虽然这类短暂随意的“勾搭”也许比全面合并更易实现，但也常常以眼泪收场。据咨询公司 Water Street Partners 称，这类合作的成功率只有约 50%。失败往往是因为合作伙伴改变战略目标，或新主管认为这种关系索然无味，还有就是文化冲突。在戈恩的领导下，雷诺 – 日产 – 三菱联盟最终成为一个典型，体现了这种关系的诸多最糟糕的特征。该联盟及其他类似的合作关系可以订立“婚前协议”的企业版本，明确在激情褪去时如何终止关系。
The Franco-Japanese fling started out well, with a clear, limited aim: Mr Ghosn was parachuted in by Renault to rescue Nissan. Then the focus turned to preserving each firm’s independence and sharing costs such as purchasing. Though there were cross-shareholdings, their main objective was not control.
雷诺 – 日产 – 三菱这段法日情缘一开始是好的，目标清晰而有限度：雷诺空降戈恩来拯救日产。之后，工作的焦点转向保持各家公司的独立性并分担采购等方面的成本。虽然存在交叉持股，但各方的主要目标不在于争夺控制权。
But as often happens in partnerships, control eventually became a problem.
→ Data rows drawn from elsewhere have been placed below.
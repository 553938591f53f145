//! Join planning
//!
//! Walks the requested relation paths against the schema registry and
//! registers one LEFT JOIN per distinct alias. Registration is idempotent:
//! paths sharing a prefix share the prefix's join row. Scopes attach their
//! extra condition to an already-planned join.

use indexmap::IndexMap;

use crate::compile::alias::alias_for_path;
use crate::errors::QueryError;
use crate::options::{FilterValue, JoinScope};
use crate::schema::SchemaRegistry;
use crate::validation::ValidatedIdentifier;

/// One LEFT JOIN of the compiled query
#[derive(Debug, Clone, PartialEq)]
pub struct Join {
    pub table: String,
    pub alias: String,
    pub parent_alias: String,
    pub owner_column: String,
    pub target_column: String,
    /// Columns selected into the eager-load projection (empty when the
    /// target entity declares none)
    pub select_columns: Vec<String>,
    /// Scope condition with `{alias}` already substituted; `:name`
    /// placeholders are resolved at render time
    pub scope_condition: Option<String>,
    pub scope_params: IndexMap<String, FilterValue>,
}

#[derive(Debug)]
pub struct JoinPlanner<'a> {
    registry: &'a SchemaRegistry,
    root_table: &'a str,
    joins: IndexMap<String, Join>,
}

impl<'a> JoinPlanner<'a> {
    pub fn new(registry: &'a SchemaRegistry, root_table: &'a str) -> Self {
        Self {
            registry,
            root_table,
            joins: IndexMap::new(),
        }
    }

    /// Register the full chain for one `relations` entry. Every prefix of
    /// the path gets its own join row; hops already planned by an earlier
    /// entry are reused.
    pub fn plan_path(&mut self, path: &str) -> Result<(), QueryError> {
        let mut owner_table = self.root_table.to_string();
        let mut owner_alias = self.root_table.to_string();

        for segment in path.split('.') {
            ValidatedIdentifier::new(segment)?;
            let alias = format!("{}__{}", owner_alias, segment);

            let target_table = match self.joins.get(&alias) {
                Some(join) => join.table.clone(),
                None => {
                    let owner = self
                        .registry
                        .entity(&owner_table)
                        .ok_or_else(|| QueryError::unknown_entity(&owner_table))?;
                    let relation = owner.relation_named(segment).ok_or_else(|| {
                        QueryError::unknown_relation(&owner_table, segment)
                    })?;

                    let select_columns = self
                        .registry
                        .entity(&relation.target_table)
                        .map(|entity| entity.columns.clone())
                        .unwrap_or_default();

                    self.joins.insert(
                        alias.clone(),
                        Join {
                            table: relation.target_table.clone(),
                            alias: alias.clone(),
                            parent_alias: owner_alias.clone(),
                            owner_column: relation.owner_column.clone(),
                            target_column: relation.target_column.clone(),
                            select_columns,
                            scope_condition: None,
                            scope_params: IndexMap::new(),
                        },
                    );
                    relation.target_table.clone()
                }
            };

            owner_table = target_table;
            owner_alias = alias;
        }

        Ok(())
    }

    /// Attach a scope's condition to the join its relation path derives to.
    /// A scope naming a path that no `relations` entry planned is a
    /// specification error.
    pub fn attach_scope(&mut self, scope: &JoinScope) -> Result<(), QueryError> {
        let alias = alias_for_path(self.root_table, &scope.relation);

        let join = self.joins.get_mut(&alias).ok_or_else(|| {
            QueryError::invalid_filter(format!(
                "join scope '{}' does not match any requested relation",
                scope.relation
            ))
        })?;

        for name in scope.parameters.keys() {
            if !scope.condition.contains(&format!(":{}", name)) {
                return Err(QueryError::invalid_filter(format!(
                    "join scope '{}' parameter ':{}' is not referenced by its condition",
                    scope.relation, name
                )));
            }
        }

        join.scope_condition = Some(scope.condition.replace("{alias}", &alias));
        join.scope_params = scope.parameters.clone();
        Ok(())
    }

    pub fn contains_alias(&self, alias: &str) -> bool {
        self.joins.contains_key(alias)
    }

    pub fn into_joins(self) -> Vec<Join> {
        self.joins.into_values().collect()
    }
}

#[cfg(test)]
mod tests {
    use super::*;
    use crate::schema::{EntityDef, Relation};

    fn registry() -> SchemaRegistry {
        SchemaRegistry::new()
            .with(
                EntityDef::new("posts")
                    .relation(Relation::belongs_to("author", "users", "author_id")),
            )
            .unwrap()
            .with(
                EntityDef::new("users")
                    .columns(["id", "name"])
                    .relation(Relation::belongs_to("country", "countries", "country_id")),
            )
            .unwrap()
    }

    #[test]
    fn test_every_prefix_gets_a_join() {
        let registry = registry();
        let mut planner = JoinPlanner::new(&registry, "posts");

        planner.plan_path("author.country").unwrap();
        let joins = planner.into_joins();

        assert_eq!(joins.len(), 2);
        assert_eq!(joins[0].alias, "posts__author");
        assert_eq!(joins[0].parent_alias, "posts");
        assert_eq!(joins[1].alias, "posts__author__country");
        assert_eq!(joins[1].parent_alias, "posts__author");
    }

    #[test]
    fn test_shared_prefixes_are_deduplicated() {
        let registry = registry();
        let mut planner = JoinPlanner::new(&registry, "posts");

        planner.plan_path("author").unwrap();
        planner.plan_path("author.country").unwrap();

        let joins = planner.into_joins();
        assert_eq!(joins.len(), 2, "author join must be registered once");
    }

    #[test]
    fn test_unknown_relation_fails() {
        let registry = registry();
        let mut planner = JoinPlanner::new(&registry, "posts");

        let error = planner.plan_path("reviewer").unwrap_err();
        assert!(matches!(error, QueryError::UnknownRelation { .. }));
    }

    #[test]
    fn test_unregistered_intermediate_entity_fails() {
        let registry = registry();
        let mut planner = JoinPlanner::new(&registry, "posts");

        // countries is joinable but not registered, so it cannot be
        // traversed further
        planner.plan_path("author.country").unwrap();
        let error = planner.plan_path("author.country.continent").unwrap_err();
        assert!(matches!(error, QueryError::UnknownEntity { .. }));
    }

    #[test]
    fn test_scope_attaches_to_planned_join() {
        let registry = registry();
        let mut planner = JoinPlanner::new(&registry, "posts");
        planner.plan_path("author").unwrap();

        let scope = JoinScope::new("author", "{alias}.active = :active").parameter("active", true);
        planner.attach_scope(&scope).unwrap();

        let joins = planner.into_joins();
        assert_eq!(
            joins[0].scope_condition.as_deref(),
            Some("posts__author.active = :active")
        );
        assert_eq!(joins[0].scope_params.len(), 1);
    }

    #[test]
    fn test_scope_without_matching_relation_fails() {
        let registry = registry();
        let mut planner = JoinPlanner::new(&registry, "posts");

        let scope = JoinScope::new("author", "{alias}.active = TRUE");
        let error = planner.attach_scope(&scope).unwrap_err();
        assert!(matches!(error, QueryError::InvalidFilterSpec { .. }));
    }

    #[test]
    fn test_scope_with_unreferenced_parameter_fails() {
        let registry = registry();
        let mut planner = JoinPlanner::new(&registry, "posts");
        planner.plan_path("author").unwrap();

        let scope = JoinScope::new("author", "{alias}.active = TRUE").parameter("tier", "gold");
        let error = planner.attach_scope(&scope).unwrap_err();
        assert!(matches!(error, QueryError::InvalidFilterSpec { .. }));
    }
}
Mr Ghosn began to consider a full-scale merger, on terms the Japanese executives feared would be unequal—even though Nissan had become the stronger partner. The alliance had no governance structures in place for dealing with such questions; it was shaped largely by the force of Mr Ghosn’s personality. That may be why things only came to a head when the police arrested him in Tokyo last November.
但正如婚恋关系中常见的那样，控制权最终还是成为了问题。戈恩开始考虑全面合并，而尽管日产已成为较强大的一方，日方高管仍担心合并条款会不平等。该联盟并无适当的治理结构来处理这类问题，因为它主要是由戈恩个人的人格力量塑造的。也许正因如此，警方去年 11 月在东京逮捕他时，联盟才突然走到了紧急关头。
It is a credit to the alliance that it has, at least for now, survived the bedroom brawl. On March 12th Jean-Dominique Senard, Renault’s chairman, took the helm of a new four-man board, that includes the bosses of the three car companies, and which aims to replace the patriarchal Mr Ghosn. To further mollify the Japanese, Mr Senard is likely to be vice-chairman of Nissan, not chairman.
所幸该联盟总算是床头吵架床尾和，至少目前如此。12 日，雷诺集团董事长让-多米尼克·塞纳德（Jean-Dominique Senard）执掌全新的四人董事会。该董事会由三家汽车公司的老板组成，取代以往专权的戈恩。为进一步安抚日本人，塞纳德很可能只担任日产的副董事长，而非董事长。
Behind the boardroom door
Some of the Ghosn-era shortcomings remain, however. Strategic objectives are still ill-defined. The questions of ownership continue to be taboo, even as the alliance moves further to combine operations. There are no rules for resolving disputes; Mr Senard said only that he would use his diplomatic skills if they arose. The potential for clashes persists (as Japanese journalists noted, Renault provides two of the alliance’s board members, Nissan and Mitsubishi one each). And there is no hint of a prenup.
If partnerships want to adapt to new circumstances, taking evolving strategies and strong personalities in their stride, they should do what Renault-Nissan-Mitsubishi has failed to and establish clear rules of engagement—and disengagement, just as banks now have “living wills” to wind them down if disaster strikes. JVS and alliances are tricky to manage for a reason. The more successful they become, the more the question of control that they were set up to avoid will rear its ugly head.
合作关系如果想适应新形势，从容应对战略变化和强势个人，就应该从雷诺 – 日产 – 三菱联盟的例子里汲取教训，能其所不能，制定明确的合作规则，以及分离方式——就像银行现在订立“生前遗嘱”明确在遭遇危机时如何有序倒闭那样。合资企业和联盟难以管理是有原因的。联盟发展越是成功，成立之初意图避免的控制权问题就越容易冒头。